Moving on, I now insert two thoughts into the conversation. Both have to do with current non-coalition considerations. The first stares in the face. Tighten it or loosen, analyze any way that suits, and the result is unchanging. The PNC doesn’t have the numerical strength to take it to the front of the electoral line; therefore, the present posture seems rather suicidal to me. Without a doubt, in the manner of all political groups, the PNC is sure to head into campaign mode with fevered pitches and spirited positions about its probability of victory at the polls. Though going it alone is a head-on challenge (a losing one), I ask myself if this is to lay the groundwork for a repeat of what has been occurring since August 2020. Put differently, the party was robbed at the polls. Disgruntled supporters would have a basis for growing even edgier on being told by party signal callers that they have been cheated (again). Five more years in the barren political wilderness would then take on a different complexion. But this is where contesting all on its own by the PNC leads me. So, there is this mounting animosity – terribly unsettling, certainly – that becomes more deeply knitted into daily Guyanese existence. When people lose hope, and what comes to them confirms their worst fears about inequity and imbalance, then the enemy within is not the new and real one, but the one that Guyanese have known from day one. No losing PNC supporter is focusing on Exxon and company, then he or she is looking at their political competition and seeing the source of all their woes. In brief, this distracts from sharply directing all attention at Exxon, and redirecting such at traditional domestic opponents long held as enemies. All of this is to the benefit of Exxon and the detriment of this nation. If the PNC team has done sustained legwork and fieldwork outside of its known strongholds, all this is moot. If, on the other hand, the party has not done enough, barely made a genuine effort beyond scratching the surface, then its positioning does not make sense. There is little to support it.
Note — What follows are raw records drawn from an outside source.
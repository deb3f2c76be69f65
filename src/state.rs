//! Shared application state injected into all handlers.

use std::sync::Arc;

use sqlx::PgPool;

use crate::application::services::{RedirectService, ShortenerService, TaskService, UserService};
use crate::config::ShortenerConfig;
use crate::infrastructure::persistence::{
    PgShortLinkRepository, PgTaskContributorRepository, PgTaskRepository, PgUserRepository,
};
use crate::utils::code_generator::RandomCodeGenerator;

/// Services shared by every request. Cloning is cheap.
#[derive(Clone)]
pub struct AppState {
    pub shortener_service: Arc<ShortenerService>,
    pub redirect_service: Arc<RedirectService>,
    pub user_service: Arc<UserService>,
    pub task_service: Arc<TaskService>,
}

impl AppState {
    pub fn new(
        shortener_service: Arc<ShortenerService>,
        redirect_service: Arc<RedirectService>,
        user_service: Arc<UserService>,
        task_service: Arc<TaskService>,
    ) -> Self {
        Self {
            shortener_service,
            redirect_service,
            user_service,
            task_service,
        }
    }

    /// Wires the PostgreSQL repositories into the services.
    pub fn from_pool(pool: Arc<PgPool>, shortener: ShortenerConfig) -> Self {
        let short_links = Arc::new(PgShortLinkRepository::new(pool.clone()));
        let users = Arc::new(PgUserRepository::new(pool.clone()));
        let tasks = Arc::new(PgTaskRepository::new(pool.clone()));
        let contributors = Arc::new(PgTaskContributorRepository::new(pool));

        Self::new(
            Arc::new(ShortenerService::new(
                short_links.clone(),
                Arc::new(RandomCodeGenerator),
                shortener,
            )),
            Arc::new(RedirectService::new(short_links)),
            Arc::new(UserService::new(users)),
            Arc::new(TaskService::new(tasks, contributors)),
        )
    }
}
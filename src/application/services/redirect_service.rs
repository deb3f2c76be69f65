//! Resolution of short codes to original URLs.

use std::sync::Arc;

use tracing::{debug, error};

use crate::domain::repositories::ShortLinkRepository;
use crate::utils::code_generator::{MAX_CODE_LENGTH, is_valid_code};

/// Looks up the original URL behind a short code.
pub struct RedirectService {
    repository: Arc<dyn ShortLinkRepository>,
}

impl RedirectService {
    pub fn new(repository: Arc<dyn ShortLinkRepository>) -> Self {
        Self { repository }
    }

    /// Returns the original URL for `code`, or `None`.
    ///
    /// `None` covers unknown codes, codes that could never have been issued,
    /// and lookup failures. Failures are logged here and not reported to the
    /// caller.
    pub async fn resolve(&self, code: &str) -> Option<String> {
        if !is_valid_code(code, MAX_CODE_LENGTH) {
            debug!(code = %code, "Rejecting malformed short code");
            return None;
        }

        match self.repository.find_original_url_by_code(code).await {
            Ok(url) => url,
            Err(e) => {
                error!(code = %code, error = %e, "Short link lookup failed");
                None
            }
        }
    }
}
//! API route table.

use crate::api::handlers::{
    create_task_contributor_handler, create_task_handler, create_user_handler,
    list_task_contributors_handler, list_tasks_handler, list_urls_handler, list_users_handler,
    redirect_handler, submit_url_handler,
};
use crate::application::services::SHORT_LINK_PREFIX;
use crate::state::AppState;
use axum::{
    Router,
    routing::{get, post},
};

/// Shortener routes.
///
/// # Endpoints
///
/// - `POST /submit-url` - Shorten a URL (form field `url`)
/// - `GET  /s/{code}`   - Redirect to the original URL
pub fn shortener_routes() -> Router<AppState> {
    Router::new()
        .route("/submit-url", post(submit_url_handler))
        .route(&format!("/{SHORT_LINK_PREFIX}/{{code}}"), get(redirect_handler))
}

/// Read/create routes over the stored tables.
///
/// # Endpoints
///
/// - `GET/POST /users`
/// - `GET/POST /tasks`
/// - `GET/POST /tasks_contributors`
/// - `GET      /urls`
pub fn resource_routes() -> Router<AppState> {
    Router::new()
        .route("/users", get(list_users_handler).post(create_user_handler))
        .route("/tasks", get(list_tasks_handler).post(create_task_handler))
        .route(
            "/tasks_contributors",
            get(list_task_contributors_handler).post(create_task_contributor_handler),
        )
        .route("/urls", get(list_urls_handler))
}
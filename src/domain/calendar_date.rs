//! Calendar date value type used for birth dates, task dates and assignments.
//!
//! A [`CalendarDate`] is a day without time or zone. Its textual form is fixed
//! to `YYYY-MM-DD` on input and output, independently of how the database
//! stores dates; repositories convert to and from [`NaiveDate`] at the
//! boundary.

use chrono::NaiveDate;
use serde::{Deserialize, Deserializer, Serialize, Serializer};
use std::fmt;
use std::str::FromStr;

/// Textual format of a calendar date.
pub const DATE_FORMAT: &str = "%Y-%m-%d";

/// Error returned when a string is not a `YYYY-MM-DD` date.
#[derive(Debug, thiserror::Error)]
#[error("invalid date '{input}', expected YYYY-MM-DD: {source}")]
pub struct CalendarDateError {
    input: String,
    #[source]
    source: chrono::ParseError,
}

#[derive(Debug, Clone, Copy, PartialEq, Eq, PartialOrd, Ord, Hash)]
pub struct CalendarDate(NaiveDate);

impl CalendarDate {
    /// Parses a `YYYY-MM-DD` string.
    ///
    /// # Errors
    ///
    /// Returns [`CalendarDateError`] for any other shape or an impossible
    /// date such as `2023-02-30`.
    pub fn parse(input: &str) -> Result<Self, CalendarDateError> {
        NaiveDate::parse_from_str(input, DATE_FORMAT)
            .map(Self)
            .map_err(|source| CalendarDateError {
                input: input.to_string(),
                source,
            })
    }

    /// Formats the date as `YYYY-MM-DD`.
    pub fn format(&self) -> String {
        self.0.format(DATE_FORMAT).to_string()
    }

    pub fn from_ymd(year: i32, month: u32, day: u32) -> Option<Self> {
        NaiveDate::from_ymd_opt(year, month, day).map(Self)
    }

    pub fn as_naive(&self) -> NaiveDate {
        self.0
    }
}

impl From<NaiveDate> for CalendarDate {
    fn from(date: NaiveDate) -> Self {
        Self(date)
    }
}

impl From<CalendarDate> for NaiveDate {
    fn from(date: CalendarDate) -> Self {
        date.0
    }
}

impl FromStr for CalendarDate {
    type Err = CalendarDateError;

    fn from_str(s: &str) -> Result<Self, Self::Err> {
        Self::parse(s)
    }
}

impl fmt::Display for CalendarDate {
    fn fmt(&self, f: &mut fmt::Formatter<'_>) -> fmt::Result {
        write!(f, "{}", self.0.format(DATE_FORMAT))
    }
}

impl Serialize for CalendarDate {
    fn serialize<S: Serializer>(&self, serializer: S) -> Result<S::Ok, S::Error> {
        serializer.collect_str(self)
    }
}

impl<'de> Deserialize<'de> for CalendarDate {
    fn deserialize<D: Deserializer<'de>>(deserializer: D) -> Result<Self, D::Error> {
        let raw = String::deserialize(deserializer)?;
        Self::parse(&raw).map_err(serde::de::Error::custom)
    }
}
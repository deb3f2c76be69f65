//! Application error type and its HTTP representation.
//!
//! Every fallible service and repository call returns [`AppError`]. Handlers
//! propagate it with `?` and axum renders it through [`IntoResponse`] as:
//!
//! ```json
//! { "error": { "code": "validation_error", "message": "...", "details": {} } }
//! ```

use axum::{
    Json,
    http::StatusCode,
    response::{IntoResponse, Response},
};
use serde::Serialize;
use serde_json::{Value, json};

use crate::domain::calendar_date::CalendarDateError;
use crate::utils::db_error::is_unique_violation_on_code;

#[derive(Serialize)]
struct ErrorBody {
    error: ErrorInfo,
}

/// Serializable error payload.
#[derive(Debug, Serialize)]
pub struct ErrorInfo {
    pub code: &'static str,
    pub message: String,
    pub details: Value,
}

#[derive(Debug, thiserror::Error)]
pub enum AppError {
    #[error("{message}")]
    Validation { message: String, details: Value },
    #[error("{message}")]
    NotFound { message: String, details: Value },
    #[error("{message}")]
    Conflict { message: String, details: Value },
    #[error("{message}")]
    Internal { message: String, details: Value },
}

impl AppError {
    pub fn bad_request(message: impl Into<String>, details: Value) -> Self {
        Self::Validation {
            message: message.into(),
            details,
        }
    }
    pub fn not_found(message: impl Into<String>, details: Value) -> Self {
        Self::NotFound {
            message: message.into(),
            details,
        }
    }
    pub fn conflict(message: impl Into<String>, details: Value) -> Self {
        Self::Conflict {
            message: message.into(),
            details,
        }
    }
    pub fn internal(message: impl Into<String>, details: Value) -> Self {
        Self::Internal {
            message: message.into(),
            details,
        }
    }

    /// HTTP status this error maps to.
    pub fn status(&self) -> StatusCode {
        match self {
            AppError::Validation { .. } => StatusCode::BAD_REQUEST,
            AppError::NotFound { .. } => StatusCode::NOT_FOUND,
            AppError::Conflict { .. } => StatusCode::CONFLICT,
            AppError::Internal { .. } => StatusCode::INTERNAL_SERVER_ERROR,
        }
    }

    /// Stable machine-readable error code.
    pub fn code(&self) -> &'static str {
        match self {
            AppError::Validation { .. } => "validation_error",
            AppError::NotFound { .. } => "not_found",
            AppError::Conflict { .. } => "conflict",
            AppError::Internal { .. } => "internal_error",
        }
    }

    pub fn to_error_info(&self) -> ErrorInfo {
        let (message, details) = match self {
            AppError::Validation { message, details }
            | AppError::NotFound { message, details }
            | AppError::Conflict { message, details }
            | AppError::Internal { message, details } => (message.clone(), details.clone()),
        };

        ErrorInfo {
            code: self.code(),
            message,
            details,
        }
    }
}

impl IntoResponse for AppError {
    fn into_response(self) -> Response {
        let status = self.status();

        if status.is_server_error() {
            tracing::error!(error = %self, "Request failed");
        }

        let body = ErrorBody {
            error: self.to_error_info(),
        };

        (status, Json(body)).into_response()
    }
}

impl From<sqlx::Error> for AppError {
    fn from(e: sqlx::Error) -> Self {
        map_sqlx_error(e)
    }
}

impl From<validator::ValidationErrors> for AppError {
    fn from(errors: validator::ValidationErrors) -> Self {
        AppError::bad_request("Validation failed", json!(errors))
    }
}

impl From<CalendarDateError> for AppError {
    fn from(e: CalendarDateError) -> Self {
        AppError::bad_request("Invalid date", json!({ "reason": e.to_string() }))
    }
}

/// Maps SQLx errors onto the application taxonomy.
///
/// Unique violations become [`AppError::Conflict`]; a violation of the short
/// code constraint is tagged with `"field": "url_short"` so callers can tell it
/// apart from other conflicts. Everything else is [`AppError::Internal`].
pub fn map_sqlx_error(e: sqlx::Error) -> AppError {
    if is_unique_violation_on_code(&e) {
        return AppError::conflict(
            "Short code already exists",
            json!({ "field": "url_short" }),
        );
    }

    if let Some(db) = e.as_database_error() {
        if db.is_unique_violation() {
            return AppError::conflict(
                "Unique constraint violation",
                json!({ "constraint": db.constraint() }),
            );
        }
        if db.is_foreign_key_violation() {
            return AppError::bad_request(
                "Referenced record does not exist",
                json!({ "constraint": db.constraint() }),
            );
        }
    }

    tracing::error!(error = %e, "Database error");
    AppError::internal("Database error", json!({}))
}
//! Top-level router combining the shortener and resource routes.
//!
//! # Route Structure
//!
//! - `POST /submit-url`          - Shorten a URL
//! - `GET  /s/{code}`            - Short link redirect
//! - `GET/POST /users`           - Users
//! - `GET/POST /tasks`           - Tasks
//! - `GET/POST /tasks_contributors` - Task contributors
//! - `GET  /urls`                - Stored short links
//! - `GET  /health`              - Health check
//!
//! # Middleware
//!
//! - **Tracing** - Structured request/response logging
//! - **Path normalization** - Trailing slash handling

use crate::api;
use crate::api::handlers::health_handler;
use crate::api::middleware::tracing;
use crate::state::AppState;
use axum::Router;
use axum::routing::get;
use tower::Layer;
use tower_http::normalize_path::{NormalizePath, NormalizePathLayer};

/// Constructs the application router with all routes and middleware.
pub fn app_router(state: AppState) -> NormalizePath<Router> {
    let router = Router::new()
        .merge(api::routes::shortener_routes())
        .merge(api::routes::resource_routes())
        .route("/health", get(health_handler))
        .with_state(state)
        .layer(tracing::layer());

    NormalizePathLayer::trim_trailing_slash().layer(router)
}
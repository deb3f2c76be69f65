//! HTTP request/response tracing middleware.

use tower_http::LatencyUnit;
use tower_http::classify::{ServerErrorsAsFailures, SharedClassifier};
use tower_http::trace::{
    DefaultMakeSpan, DefaultOnFailure, DefaultOnRequest, DefaultOnResponse, TraceLayer,
};
use tracing::Level;

/// Creates a tracing middleware for HTTP requests.
///
/// - span at `INFO` with method, URI and version
/// - request start at `DEBUG`
/// - response at `INFO` with status and latency in milliseconds
/// - 5xx responses additionally reported at `ERROR`
///
/// ```text
/// INFO request{method=POST uri=/submit-url version=HTTP/1.1}: finished processing request latency=4 ms status=200
/// INFO request{method=GET uri=/s/aB3xZ version=HTTP/1.1}: finished processing request latency=1 ms status=302
/// ```
pub fn layer() -> TraceLayer<SharedClassifier<ServerErrorsAsFailures>> {
    TraceLayer::new_for_http()
        .make_span_with(DefaultMakeSpan::new().level(Level::INFO))
        .on_request(DefaultOnRequest::new().level(Level::DEBUG))
        .on_response(
            DefaultOnResponse::new()
                .level(Level::INFO)
                .latency_unit(LatencyUnit::Millis),
        )
        .on_failure(
            DefaultOnFailure::new()
                .level(Level::ERROR)
                .latency_unit(LatencyUnit::Millis),
        )
}
//! Handler for listing stored short links.

use axum::{
    Json,
    extract::{Query, State},
};

use crate::api::dto::pagination::PaginationParams;
use crate::api::dto::short_link::ShortLinkResponse;
use crate::error::AppError;
use crate::state::AppState;

/// `GET /urls`
pub async fn list_urls_handler(
    State(state): State<AppState>,
    Query(pagination): Query<PaginationParams>,
) -> Result<Json<Vec<ShortLinkResponse>>, AppError> {
    let (offset, limit) = pagination.offset_limit()?;

    let links = state.shortener_service.list(limit, offset).await?;

    Ok(Json(links.into_iter().map(ShortLinkResponse::from).collect()))
}
//! Application layer services implementing business logic.
//!
//! Services consume repository traits and expose the operations HTTP
//! handlers and the admin CLI call.
//!
//! # Available Services
//!
//! - [`services::ShortenerService`] - URL validation, unique code minting, short URL composition
//! - [`services::UniquenessChecker`] - Short code availability check
//! - [`services::RedirectService`] - Short code resolution
//! - [`services::UserService`] - Users
//! - [`services::TaskService`] - Tasks and contributors

pub mod services;
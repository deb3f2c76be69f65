mod common;

use axum::{Router, routing::get};
use axum_test::TestServer;
use serde_json::{Value, json};
use taskhub::api::handlers::{create_user_handler, list_users_handler};

fn app(state: taskhub::AppState) -> Router {
    Router::new()
        .route("/users", get(list_users_handler).post(create_user_handler))
        .with_state(state)
}

#[tokio::test]
async fn test_create_and_list_users() {
    let (state, _store) = common::create_test_state();
    let server = TestServer::new(app(state)).unwrap();

    let response = server
        .post("/users")
        .json(&json!({
            "user_name": "Ada",
            "user_email": "ada@example.com",
            "user_bdate": "1815-12-10"
        }))
        .await;

    response.assert_status_ok();
    let created: Value = response.json();
    assert_eq!(created["user_id"], 1);
    assert_eq!(created["user_bdate"], "1815-12-10");

    let response = server.get("/users").await;

    response.assert_status_ok();
    let users: Vec<Value> = response.json();
    assert_eq!(users.len(), 1);
    assert_eq!(users[0]["user_name"], "Ada");
    assert_eq!(users[0]["user_email"], "ada@example.com");
}

#[tokio::test]
async fn test_create_user_validation() {
    let (state, _store) = common::create_test_state();
    let server = TestServer::new(app(state)).unwrap();

    let response = server
        .post("/users")
        .json(&json!({
            "user_name": "",
            "user_email": "not-an-email",
            "user_bdate": "1815-12-10"
        }))
        .await;

    response.assert_status_bad_request();
    let body: Value = response.json();
    assert_eq!(body["error"]["code"], "validation_error");
}

#[tokio::test]
async fn test_create_user_bad_date_rejected() {
    let (state, _store) = common::create_test_state();
    let server = TestServer::new(app(state)).unwrap();

    let response = server
        .post("/users")
        .json(&json!({
            "user_name": "Ada",
            "user_email": "ada@example.com",
            "user_bdate": "10.12.1815"
        }))
        .await;

    assert!(response.status_code().is_client_error());
}

#[tokio::test]
async fn test_list_users_pagination() {
    let (state, store) = common::create_test_state();
    for name in ["Ada", "Grace", "Linus"] {
        common::seed_user(&store, name).await;
    }
    let server = TestServer::new(app(state)).unwrap();

    let response = server
        .get("/users")
        .add_query_param("page", 2)
        .add_query_param("page_size", 2)
        .await;

    response.assert_status_ok();
    let users: Vec<Value> = response.json();
    assert_eq!(users.len(), 1);
    assert_eq!(users[0]["user_name"], "Linus");
}

#[tokio::test]
async fn test_list_users_invalid_page_size() {
    let (state, _store) = common::create_test_state();
    let server = TestServer::new(app(state)).unwrap();

    let response = server.get("/users").add_query_param("page_size", 1001).await;

    response.assert_status_bad_request();
}
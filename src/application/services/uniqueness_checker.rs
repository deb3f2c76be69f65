//! Short code availability check.

use std::sync::Arc;

use crate::domain::repositories::ShortLinkRepository;
use crate::error::AppError;

/// Answers whether a candidate short code is already assigned.
pub struct UniquenessChecker {
    repository: Arc<dyn ShortLinkRepository>,
}

impl UniquenessChecker {
    pub fn new(repository: Arc<dyn ShortLinkRepository>) -> Self {
        Self { repository }
    }

    /// Returns true if at least one link already uses `code`.
    ///
    /// A failing count query is returned as an error; it is never read as
    /// "available".
    ///
    /// # Errors
    ///
    /// Returns [`AppError::Internal`] on database errors.
    pub async fn is_taken(&self, code: &str) -> Result<bool, AppError> {
        let count = self.repository.count_by_code(code).await?;
        Ok(count > 0)
    }
}
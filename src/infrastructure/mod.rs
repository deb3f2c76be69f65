//! Infrastructure layer for external integrations.
//!
//! - [`persistence`] - PostgreSQL repository implementations

pub mod persistence;
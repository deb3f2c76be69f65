//! Pagination query parameters for list endpoints.

use serde::Deserialize;
use serde_json::json;
use serde_with::{DisplayFromStr, serde_as};

use crate::error::AppError;

/// Default number of rows per page.
pub const DEFAULT_PAGE_SIZE: u32 = 100;

/// Largest accepted page size.
pub const MAX_PAGE_SIZE: u32 = 1000;

/// Pagination query parameters.
///
/// Uses `serde_with` to parse page numbers from query strings as integers.
#[serde_as]
#[derive(Debug, Default, Deserialize)]
pub struct PaginationParams {
    #[serde_as(as = "Option<DisplayFromStr>")]
    #[serde(default)]
    pub page: Option<u32>,

    #[serde_as(as = "Option<DisplayFromStr>")]
    #[serde(default)]
    pub page_size: Option<u32>,
}

impl PaginationParams {
    /// Validates pagination parameters and converts to database offset/limit.
    ///
    /// # Defaults
    ///
    /// - `page`: 1
    /// - `page_size`: 100
    ///
    /// # Validation
    ///
    /// - Page must be > 0
    /// - Page size must be between 1 and 1000
    ///
    /// # Returns
    ///
    /// `(offset, limit)` tuple for SQL queries.
    pub fn validate_and_get_offset_limit(&self) -> Result<(i64, i64), String> {
        let page = self.page.unwrap_or(1);
        let page_size = self.page_size.unwrap_or(DEFAULT_PAGE_SIZE);

        if page == 0 {
            return Err("Page must be greater than 0".to_string());
        }

        if !(1..=MAX_PAGE_SIZE).contains(&page_size) {
            return Err(format!("Page size must be between 1 and {MAX_PAGE_SIZE}"));
        }

        let offset = (page as i64 - 1) * page_size as i64;
        let limit = page_size as i64;

        Ok((offset, limit))
    }

    /// Same as [`Self::validate_and_get_offset_limit`], with the error mapped
    /// to [`AppError::Validation`].
    pub fn offset_limit(&self) -> Result<(i64, i64), AppError> {
        self.validate_and_get_offset_limit().map_err(|message| {
            AppError::bad_request(
                message,
                json!({ "page": self.page, "page_size": self.page_size }),
            )
        })
    }
}
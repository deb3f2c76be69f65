//! CLI administration tool for taskhub.
//!
//! Provides commands for creating users, listing short links and
//! performing database checks without going through the HTTP API.
//!
//! # Usage
//!
//! ```bash
//! # Check database connection
//! cargo run --bin admin -- db check
//!
//! # Show server version and row counts
//! cargo run --bin admin -- db info
//!
//! # Create a user interactively
//! cargo run --bin admin -- user create
//!
//! # List the most recent short links
//! cargo run --bin admin -- link list --limit 20
//! ```
//!
//! # Environment Variables
//!
//! Same database variables as the server (`DATABASE_URL`, or `DB_HOST`,
//! `DB_PORT`, `DB_USER`, `DB_PASSWORD`, `DB_NAME`), plus `BASE_URL` for
//! printed short URLs.

use taskhub::application::services::SHORT_LINK_PREFIX;
use taskhub::config::{self, Config};
use taskhub::domain::calendar_date::CalendarDate;
use taskhub::domain::entities::NewUser;
use taskhub::domain::repositories::{ShortLinkRepository, TaskRepository, UserRepository};
use taskhub::infrastructure::persistence::{PgShortLinkRepository, PgTaskRepository, PgUserRepository};
use taskhub::server::connect_pool;

use anyhow::Result;
use clap::{Parser, Subcommand};
use colored::*;
use dialoguer::{Confirm, Input};
use sqlx::PgPool;
use std::sync::Arc;

/// CLI tool for managing taskhub.
#[derive(Parser)]
#[command(name = "admin")]
#[command(author, version, about, long_about = None)]
struct Cli {
    #[command(subcommand)]
    command: Commands,
}

/// Top-level command groups.
#[derive(Subcommand)]
enum Commands {
    /// Database operations
    Db {
        #[command(subcommand)]
        action: DbAction,
    },

    /// Manage users
    User {
        #[command(subcommand)]
        action: UserAction,
    },

    /// Inspect short links
    Link {
        #[command(subcommand)]
        action: LinkAction,
    },
}

/// Database operation subcommands.
#[derive(Subcommand)]
enum DbAction {
    /// Check database connection
    Check,

    /// Show database info and row counts
    Info,
}

#[derive(Subcommand)]
enum UserAction {
    /// Create a new user
    Create {
        #[arg(short, long)]
        name: Option<String>,

        #[arg(short, long)]
        email: Option<String>,

        /// Birth date as YYYY-MM-DD
        #[arg(short, long)]
        birth_date: Option<String>,

        /// Skip confirmation prompt
        #[arg(short = 'y', long)]
        yes: bool,
    },
}

#[derive(Subcommand)]
enum LinkAction {
    /// List short links, oldest first
    List {
        #[arg(short, long, default_value_t = 20)]
        limit: i64,

        #[arg(short, long, default_value_t = 0)]
        offset: i64,
    },
}

#[tokio::main]
async fn main() -> Result<()> {
    dotenvy::dotenv().ok();

    let cli = Cli::parse();

    let config = config::load_from_env()?;
    let pool = connect_pool(&config).await?;

    match cli.command {
        Commands::Db { action } => handle_db_action(action, &pool).await?,
        Commands::User { action } => handle_user_action(action, &pool).await?,
        Commands::Link { action } => handle_link_action(action, &pool, &config).await?,
    }

    Ok(())
}

/// Handles database diagnostic commands.
async fn handle_db_action(action: DbAction, pool: &PgPool) -> Result<()> {
    match action {
        DbAction::Check => {
            println!("{}", "🔍 Checking database connection...".bright_blue());

            sqlx::query("SELECT 1").fetch_one(pool).await?;

            println!("{}", "✅ Database connection OK".green().bold());
        }
        DbAction::Info => {
            println!("{}", "ℹ️  Database Information".bright_blue().bold());
            println!();

            let version: String = sqlx::query_scalar("SELECT version()")
                .fetch_one(pool)
                .await?;

            let pool = Arc::new(pool.clone());
            let users = PgUserRepository::new(pool.clone())
                .count()
                .await
                .map_err(|e| anyhow::anyhow!("Failed to count users: {}", e))?;
            let tasks = PgTaskRepository::new(pool.clone())
                .count()
                .await
                .map_err(|e| anyhow::anyhow!("Failed to count tasks: {}", e))?;
            let links = PgShortLinkRepository::new(pool.clone())
                .count()
                .await
                .map_err(|e| anyhow::anyhow!("Failed to count short links: {}", e))?;
            let contributors: i64 = sqlx::query_scalar("SELECT COUNT(*) FROM tasks_contributors")
                .fetch_one(pool.as_ref())
                .await?;

            println!("  PostgreSQL:   {}", version.bright_white());
            println!();
            println!("  Users:        {}", users.to_string().bright_green().bold());
            println!("  Tasks:        {}", tasks.to_string().bright_green().bold());
            println!(
                "  Contributors: {}",
                contributors.to_string().bright_green().bold()
            );
            println!("  Short links:  {}", links.to_string().bright_green().bold());
            println!();
        }
    }

    Ok(())
}

/// Dispatches user management commands.
async fn handle_user_action(action: UserAction, pool: &PgPool) -> Result<()> {
    let repo = PgUserRepository::new(Arc::new(pool.clone()));

    match action {
        UserAction::Create {
            name,
            email,
            birth_date,
            yes,
        } => create_user(&repo, name, email, birth_date, yes).await?,
    }

    Ok(())
}

/// Creates a user, prompting for any field not given on the command line.
async fn create_user(
    repo: &PgUserRepository,
    name: Option<String>,
    email: Option<String>,
    birth_date: Option<String>,
    skip_confirm: bool,
) -> Result<()> {
    println!("{}", "👤 Create User".bright_blue().bold());
    println!();

    let name = match name {
        Some(n) => n,
        None => Input::new().with_prompt("Name").interact_text()?,
    };

    let email = match email {
        Some(e) => e,
        None => Input::new().with_prompt("Email").interact_text()?,
    };

    let birth_date = match birth_date {
        Some(d) => d,
        None => Input::new()
            .with_prompt("Birth date (YYYY-MM-DD)")
            .validate_with(|input: &String| {
                CalendarDate::parse(input)
                    .map(|_| ())
                    .map_err(|e| e.to_string())
            })
            .interact_text()?,
    };
    let birth_date = CalendarDate::parse(&birth_date)?;

    println!();
    println!("{}", "User details:".bright_white().bold());
    println!("  Name:       {}", name.cyan());
    println!("  Email:      {}", email.cyan());
    println!("  Birth date: {}", birth_date.to_string().cyan());
    println!();

    if !skip_confirm {
        let confirmed = Confirm::new()
            .with_prompt("Create this user?")
            .default(true)
            .interact()?;

        if !confirmed {
            println!("{}", "❌ Cancelled".red());
            return Ok(());
        }
    }

    let user = repo
        .create(NewUser {
            name,
            email,
            birth_date,
        })
        .await
        .map_err(|e| anyhow::anyhow!("Failed to create user: {}", e))?;

    println!();
    println!(
        "{} (id {})",
        "✅ User created successfully!".green().bold(),
        user.id.to_string().bright_white()
    );
    println!();

    Ok(())
}

/// Dispatches short link commands.
async fn handle_link_action(action: LinkAction, pool: &PgPool, config: &Config) -> Result<()> {
    let repo = PgShortLinkRepository::new(Arc::new(pool.clone()));

    match action {
        LinkAction::List { limit, offset } => list_links(&repo, config, limit, offset).await?,
    }

    Ok(())
}

/// Lists short links.
///
/// # Output Format
///
/// ```text
/// 🔗 Short Links
///
///   ID  Short URL                           Created           Original
///   ───────────────────────────────────────────────────────────────────
///   1   http://localhost:1337/s/aB3xZ       2024-01-15 10:30  https://example.com/page
/// ```
async fn list_links(
    repo: &PgShortLinkRepository,
    config: &Config,
    limit: i64,
    offset: i64,
) -> Result<()> {
    println!("{}", "🔗 Short Links".bright_blue().bold());
    println!();

    let links = repo
        .list(limit, offset)
        .await
        .map_err(|e| anyhow::anyhow!("Failed to list short links: {}", e))?;

    if links.is_empty() {
        println!("{}", "  No short links found".yellow());
        return Ok(());
    }

    println!(
        "  {:<5} {:<36} {:<17} {}",
        "ID".bright_white().bold(),
        "Short URL".bright_white().bold(),
        "Created".bright_white().bold(),
        "Original".bright_white().bold()
    );
    println!("  {}", "─".repeat(90).bright_black());

    let base = config.base_url.trim_end_matches('/');
    for link in &links {
        let short_url = format!("{}/{}/{}", base, SHORT_LINK_PREFIX, link.short_code);
        println!(
            "  {:<5} {:<36} {:<17} {}",
            link.id.to_string().bright_black(),
            short_url.cyan(),
            link.created_at
                .format("%Y-%m-%d %H:%M")
                .to_string()
                .bright_black(),
            link.original_url
        );
    }

    let total = repo
        .count()
        .await
        .map_err(|e| anyhow::anyhow!("Failed to count short links: {}", e))?;

    println!();
    println!(
        "  Showing {} of {}",
        links.len().to_string().bright_white().bold(),
        total.to_string().bright_white().bold()
    );
    println!();

    Ok(())
}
The second contemplation is whether this ‘considering contesting without coalition partners’ is nothing but a nuanced bow either to America or Exxon. Don’t go full out and full strength, as the time is not right. It is a troubling proposition, but reality leaves little choice. Is this another way to perpetuate election farces? Is this another season of building up supporters’ hopes and then dropping them off a cliff? The gut says something is not right with this no considering of coalition partners’ stuff. It is half-cocked and half-cooked, probably half-goofy, too.